When Tesla, the world’s leading maker of electric vehicles, was dropped last week from S&P’s ESG Index—which assesses companies’ sustainability efforts and corporate culture—it infuriated CEO Elon Musk, who immediately took to Twitter to call ESG a “scam” that is “weaponized by phony social justice warriors.”
In its defense, S&P clarified that Tesla’s lack of published details related to its “low carbon strategy” or “codes of business conduct” contributed to its departure from the index and even though Tesla’s products help reduce overall carbon emissions, the company has faulted for claims of racial discrimination and poor working conditions.
While some are applauding S&P for taking the stand since Tesla has faulted on several E, S and G metrics, others are siding with Musk, wondering why a billion-dollar company accelerating the world's transition to sustainable energy was de-listed from an index that recognizes sustainability efforts.

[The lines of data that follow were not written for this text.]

//! Weekly import of a merged crawl file (`.jsonl`) from the storage bucket.

use std::sync::Arc;

use chrono::{Datelike, Duration, NaiveDate};
use serde::{Deserialize, Serialize};
use tracing::{info, warn};

use crate::errors::AppError;
use crate::models::paper::NewPaper;
use crate::store::PaperStore;

/// Object key for the week that ends on the Monday on or before `today`.
pub fn weekly_key(today: NaiveDate) -> String {
    let this_monday = today - Duration::days(i64::from(today.weekday().num_days_from_monday()));
    let last_monday = this_monday - Duration::days(7);
    format!("crawl_data/arxiv_papers_{last_monday}_to_{this_monday}.jsonl")
}

/// One line of the merged crawl file.
#[derive(Debug, Deserialize)]
struct CrawledPaper {
    arxiv_id: String,
    title: String,
    #[serde(default)]
    authors: Vec<String>,
    #[serde(default)]
    summary: String,
    #[serde(default)]
    published: String,
    #[serde(default)]
    categories: Vec<String>,
}

impl CrawledPaper {
    fn into_new_paper(self) -> Option<NewPaper> {
        let arxiv_id = self.arxiv_id.trim().to_string();
        if arxiv_id.is_empty() {
            return None;
        }
        Some(NewPaper {
            arxiv_id,
            title: self.title.trim().to_string(),
            author: self.authors.join(", "),
            summary: self.summary.trim().to_string(),
            categories: self.categories,
            publish_date: self
                .published
                .get(..10)
                .and_then(|day| NaiveDate::parse_from_str(day, "%Y-%m-%d").ok()),
        })
    }
}

/// Parses the file, returning the usable papers and the number of skipped lines.
pub fn parse_jsonl(content: &str) -> (Vec<NewPaper>, usize) {
    let mut papers = Vec::new();
    let mut skipped = 0;

    for (idx, line) in content.lines().enumerate() {
        let line = line.trim();
        if line.is_empty() {
            continue;
        }
        match serde_json::from_str::<CrawledPaper>(line) {
            Ok(paper) => match paper.into_new_paper() {
                Some(paper) => papers.push(paper),
                None => skipped += 1,
            },
            Err(e) => {
                warn!(line = idx + 1, error = %e, "skipping malformed crawl line");
                skipped += 1;
            }
        }
    }

    (papers, skipped)
}

#[derive(Debug, Clone, PartialEq, Eq, Serialize)]
pub struct ImportReport {
    pub key: String,
    pub parsed: usize,
    pub skipped: usize,
    pub inserted: u64,
}

pub struct WeeklyImporter {
    s3: aws_sdk_s3::Client,
    bucket: String,
    store: Arc<dyn PaperStore>,
}

impl WeeklyImporter {
    pub fn new(s3: aws_sdk_s3::Client, bucket: String, store: Arc<dyn PaperStore>) -> Self {
        Self { s3, bucket, store }
    }

    pub async fn import_weekly(&self, today: NaiveDate) -> Result<ImportReport, AppError> {
        let key = weekly_key(today);
        let content = self.download(&key).await?;
        let (papers, skipped) = parse_jsonl(&content);
        let inserted = self.store.insert_papers(&papers).await?;

        info!(%key, parsed = papers.len(), skipped, inserted, "weekly crawl file imported");
        Ok(ImportReport {
            key,
            parsed: papers.len(),
            skipped,
            inserted,
        })
    }

    async fn download(&self, key: &str) -> Result<String, AppError> {
        let object = self
            .s3
            .get_object()
            .bucket(&self.bucket)
            .key(key)
            .send()
            .await
            .map_err(|e| {
                let e = e.into_service_error();
                if e.is_no_such_key() {
                    AppError::NotFound(format!("Crawl file '{key}' does not exist"))
                } else {
                    AppError::Storage(format!("S3 download failed: {e}"))
                }
            })?;

        let bytes = object
            .body
            .collect()
            .await
            .map_err(|e| AppError::Storage(format!("S3 read failed: {e}")))?
            .into_bytes();

        String::from_utf8(bytes.to_vec())
            .map_err(|e| AppError::Storage(format!("crawl file is not UTF-8: {e}")))
    }
}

“I think it at least odd that the most successful EV company on earth is excluded for not having a somewhat arbitrary carbon reduction target,” David Blackmon, principal at DB Energy Advisors, told Hart Energy.
Additionally, while Apple, Microsoft and Amazon were amongst the highest-ranked companies on S&P’s list, what seemed to amplify Musk’s anger was the fact that oil major Exxon Mobil ranked among the index’s top ten while Tesla scored in the bottom 25%.
“Exxon is rated top ten best in world for environment, social & governance (ESG) by S&P 500, while Tesla didn’t make the list!” Musk claimed in a Tweet last week.
Although Exxon Mobil qualifies for inclusion using S&P’s system of metrics, Blackmon agrees with Musk that those metrics are “difficult to accurately quantify.”
It’s important to note, however, that S&P’s methodology does not take into account overall emissions reductions of businesses. Instead, S&P rates environmental performance of companies based on how they perform relative to peers like their net zero commitment and disclosure of climate-related risks—two critical areas of ESG in which Tesla performs poorly.
Exxon, on the other hand, is increasingly investing in reducing its emissions and has a climate plan that aligns with the goals of the Paris Agreement.
“To me—and I think the argument Musk was really making—the real question here is why should corporations be punished in the marketplace for not spending those millions to conform themselves to these [ESG] metrics?” Blackmon questioned.
He went on to compare ESG practices to the recent practice of public schools spending most of their class time teaching to a standardized test rather than focusing on real learning and rewarding students for excellence.
“Musk feels his company is basically already an honor student in this realm and obviously believes taking the standardized test is a waste of time and money,” Blackmon said, adding, “I certainly think he has a valid argument in that regard.”
Not everyone supports Blackmon’s view.
“Is ESG an “outrageous scam”? Short answer is no, ESG is not a scam,” Christine Uri, Chief Legal Officer and Chief Sustainability Offer at management consulting company ENGIE Insight Services, said in a LinkedIn post.
“ESG measurements are not about social impact. ESG measures whether the company is operating in an environmentally and socially responsible manner—and S&P’s index specifically seeks to apply this measurement across industries,” Uri added.
“A company can have an amazing and inspiring mission and still not use the highest environmental and social practices in how it operates," she noted.
Already controversial for its lack of universal measurement, the incident has brought back spotlight on ESG metrics, with many calling for the need to convert ESG metrics to dollar values for accurate measurement and comparison.
“Until the ESG industry is able to convert ESG metrics into dollar values, ESG ratings will be defined by subjectivity and lack of transparency, and will continue to be the ugly stepchild vis-à-vis traditional financial credit ratings,” said Malcolm Harris, U.S. head at ESG software company Novisto.
“We are essentially operating under an “ESG barter system,” he added, “with no way of comparing metrics across E, S and G, with the possible exception of carbon pricing.”
Harris also noted that the controversy shouldn’t “cause us to lose sight” of the more fundamental issues in ESG such as measuring ESG metrics correctly.
Although ESG measurement is an increasingly popular way of holding companies accountable when it comes to sustainability efforts, measurement, no matter how sophisticated, is easier at capturing easily quantifiable inputs such as carbon emissions compared but complex to measure impacts such as board diversity, he noted.
But most companies are not actually measuring much of anything, Harris said.
“Companies use emissions factors instead of direct measurements without a clue of how to measure biodiversity and are managing their ESG data in a fashion that is completely unacceptable from the perspective of accountants and auditors,” he added.